Freedom Now Files Petition to UN on behalf of Three Former Rwandan Military Officers


Washington, D.C.: On July 14, 2017, Freedom Now and lawyers with the international law firm Dechert LLP, filed a petition to the UN Working Group on Arbitrary Detention on behalf of Tom Byabagamba, Frank Rusagara, and François Kabayiza. Freedom Now hopes to obtain an opinion from the UN Working Group that the Government of Rwanda’s detention of the three former military officers is in violation of the International Covenant on Civil and Political Rights and the Universal Declaration of Human Rights.

“It has been nearly three years since the Rwandan government arrested and detained Mr. Byabagamba, Mr. Rusagara, and Mr. Kabayiza as punishment for their criticism of the country’s leadership. The government’s continued detention of these three men violates their fundamental human rights including their right against arbitrary detention,” said Freedom Now Legal Director Kate Barth. “Freedom Now calls on the Rwandan government to immediately and unconditionally release these three men; we are confident that the UN Working Group on Arbitrary Detention will come to the same conclusion.”

Tom Byabagamba, is a decorated military officer who served as personal bodyguard of President Kagame from 1990 to 2010. Between 2010 and 2013 he served as head of the Republican Guard, personally charged with leading security for the president. Frank Rusagara lived in Uganda in his youth until he returned to Rwanda in 1994 when he joined the Rwandan Patriotic Front during the conflict that ended the Rwandan genocide. He remained in the military and reached the rank of brigadier general.

Throughout Mr. Rusagara’s decorated career, he served as director of the Nyakinama military school, chief justice of the Kanombe Military High Court, and Defense Attaché to the United Kingdom. In 2013, Mr. Rusagara was forced to retire from the military along with 600 other officers. He is Mr. Byabagamba’s brother-in-law. François Kabayiza is a retired sergeant who worked most recently as Mr. Rusagara’s driver.

After his retirement, Mr. Rusagara frequented several popular social gathering spots in Kigali. He met with other military colleagues at these venues and over meals he would occasionally make private comments that were critical of the government. He also sent emails to colleagues criticizing the country’s leadership. Mr. Byabagamba made similar comments to other military colleagues criticizing the Rwandan government. Prior to being arrested, Mr. Byabagamba had a text exchange with another military officer in which he commented on an online article that was critical of the Rwandan government. In this text exchange Mr. Byabagamba reportedly suggested to a colleague that Rwanda was “not well governed.”
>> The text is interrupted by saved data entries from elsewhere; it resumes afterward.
use std::fmt;

#[cfg(feature = "colorized_output")]
use console::style;

/// Which of the two compared containers
#[derive(Debug, Clone, Copy, PartialEq, Eq)]
pub enum Side {
    First,
    Second,
}

impl fmt::Display for Side {
    fn fmt(&self, f: &mut fmt::Formatter<'_>) -> fmt::Result {
        match self {
            Side::First => write!(f, "file 1"),
            Side::Second => write!(f, "file 2"),
        }
    }
}

/// A single difference between two containers
#[derive(Debug, Clone, PartialEq)]
pub enum Mismatch {
    /// A node present on one side only
    Missing { path: String, from: Side },
    /// Group on one side, dataset on the other
    KindDiffers { path: String },
    /// An attribute present on one side only
    AttributeMissing { path: String, name: String, from: Side },
    AttributeValue {
        path: String,
        name: String,
        first: String,
        second: String,
    },
    /// Different row counts
    Shape { path: String, first: usize, second: usize },
    /// A field present on one side only
    FieldMissing { path: String, field: String, from: Side },
    Element {
        path: String,
        field: Option<String>,
        row: usize,
        first: String,
        second: String,
    },
}

impl fmt::Display for Mismatch {
    fn fmt(&self, f: &mut fmt::Formatter<'_>) -> fmt::Result {
        match self {
            Mismatch::Missing { path, from } => write!(f, "{} missing from {}", path, from),
            Mismatch::KindDiffers { path } => write!(f, "{} is a group in one file and a dataset in the other", path),
            Mismatch::AttributeMissing { path, name, from } => {
                write!(f, "{} attribute '{}' missing from {}", path, name, from)
            }
            Mismatch::AttributeValue {
                path,
                name,
                first,
                second,
            } => write!(f, "{} attribute '{}' not equal: {} != {}", path, name, first, second),
            Mismatch::Shape { path, first, second } => {
                write!(f, "{} has {} rows in file 1 and {} in file 2", path, first, second)
            }
            Mismatch::FieldMissing { path, field, from } => {
                write!(f, "{} field '{}' missing from {}", path, field, from)
            }
            Mismatch::Element {
                path,
                field,
                row,
                first,
                second,
            } => match field {
                Some(field) => write!(f, "{}['{}'][{}] not equal: {} != {}", path, field, row, first, second),
                None => write!(f, "{}[{}] not equal: {} != {}", path, row, first, second),
            },
        }
    }
}

/// Outcome of comparing two containers
#[derive(Debug)]
pub struct EquivalenceReport {
    pub first: String,
    pub second: String,
    pub mismatches: Vec<Mismatch>,
}

impl EquivalenceReport {
    pub fn new(first: impl Into<String>, second: impl Into<String>) -> Self {
        Self {
            first: first.into(),
            second: second.into(),
            mismatches: Vec::new(),
        }
    }

    pub fn mismatch_count(&self) -> usize {
        self.mismatches.len()
    }

    pub fn is_equivalent(&self) -> bool {
        self.mismatches.is_empty()
    }

    /// Format the report with colors (requires console feature)
    pub fn format_colored(&self) -> String {
        #[cfg(feature = "colorized_output")]
        {
            use console::Emoji;

            static FAIL: Emoji<'_, '_> = Emoji("✗", "[FAIL]");

            let mut output = String::new();
            output.push_str(&format!("{}\n", style("Equivalence Report").bold().cyan()));
            output.push_str(&format!("{}\n", style("==================").cyan()));
            output.push_str(&format!("{}: {}\n", style("File 1").bold(), self.first));
            output.push_str(&format!("{}: {}\n\n", style("File 2").bold(), self.second));

            for mismatch in &self.mismatches {
                output.push_str(&format!("[{}] {}\n", FAIL, style(mismatch).red()));
            }
            if !self.mismatches.is_empty() {
                output.push('\n');
            }

            if self.is_equivalent() {
                output.push_str(&format!("{}\n", style("Files are equivalent").green().bold()));
            } else {
                output.push_str(&format!(
                    "{}\n",
                    style(format!("{} mismatches found", self.mismatch_count())).red().bold()
                ));
            }
            output
        }

        #[cfg(not(feature = "colorized_output"))]
        {
            format!("{}", self)
        }
    }
}

impl fmt::Display for EquivalenceReport {
    fn fmt(&self, f: &mut fmt::Formatter<'_>) -> fmt::Result {
        writeln!(f, "Equivalence Report")?;
        writeln!(f, "==================")?;
        writeln!(f, "File 1: {}", self.first)?;
        writeln!(f, "File 2: {}", self.second)?;
        writeln!(f)?;

        for mismatch in &self.mismatches {
            writeln!(f, "[✗] {}", mismatch)?;
        }
        if !self.mismatches.is_empty() {
            writeln!(f)?;
        }

        if self.is_equivalent() {
            writeln!(f, "Files are equivalent")
        } else {
            writeln!(f, "{} mismatches found", self.mismatch_count())
        }
    }
}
Mr. Rusagara was arrested on August 18, 2014 on charges of “spreading rumors” and “tarnishing the image of the country and government.” Mr.Byabagamba was arrested on August 23, 2014 for charges similar to his brother-in-law in addition to charges of “concealing evidence” for allegedly hiding two pistols Mr. Rusagara received as gifts during his time abroad and for “undermining the national flag”, which related to an incident in South Sudan in 2013 where Mr. Byabagamba apparently did not salute the Rwandan flag. Mr. Kabayiza was arrested on August 24, 2014 and charged with charges of possession of an illegal firearm and concealing evidence after he removed the pistols from Mr. Rusagara’s home to and delivered them to Mr. Byabagamba.

Mr. Rusagara, Mr. Byabagamba, and Mr. Kabayiza were tried jointly in the Kanombe Military High Court, even though Mr. Rusagara and Mr. Kabayiza were civilians. The trial itself was rife with procedural violations and irregularities. The defendants were only allowed to cross-examine four out of the eleven prosecution witnesses testifying against them.

Additionally, one of the witnesses who testified on behalf of the prosecution had served as judge in one of the defendant’s pre-trial hearings. Moreover, one of the crimes of which Mr. Rusagara and Mr. Byabagamba were convicted required the men to have incited insurrection through public speech; however even the Court conceded that Mr. Rusagara and Mr. Byabagamba’s comments were only made privately, to friends and colleagues.

Mr. Kabayiza alleged that he had been tortured so extensively that his body was partly paralyzed. Despite the fact that physical signs of torture were apparent—Mr. Kabayiza struggled to walk into the courtroom on his own, displayed bruises, and had lost some of his ability to speak despite being healthy prior to his arrest – authorities never initiated an investigation into these allegations. In fact, the Court accepted Mr. Kabayiza’s testimony, which was forced through torture, and used it to convict the three men.

Mr. Rusagara and Mr. Byabagamba were convicted of all charges on March 31, 2016. Mr. Byabagamba was sentenced to 21 years in prison and was discharged from the military. Mr. Rusagara was sentenced to 20 years in prison. Mr. Kabayiza was found not guilty of illegal possession of firearms, although sentenced to five years in prison for concealing evidence.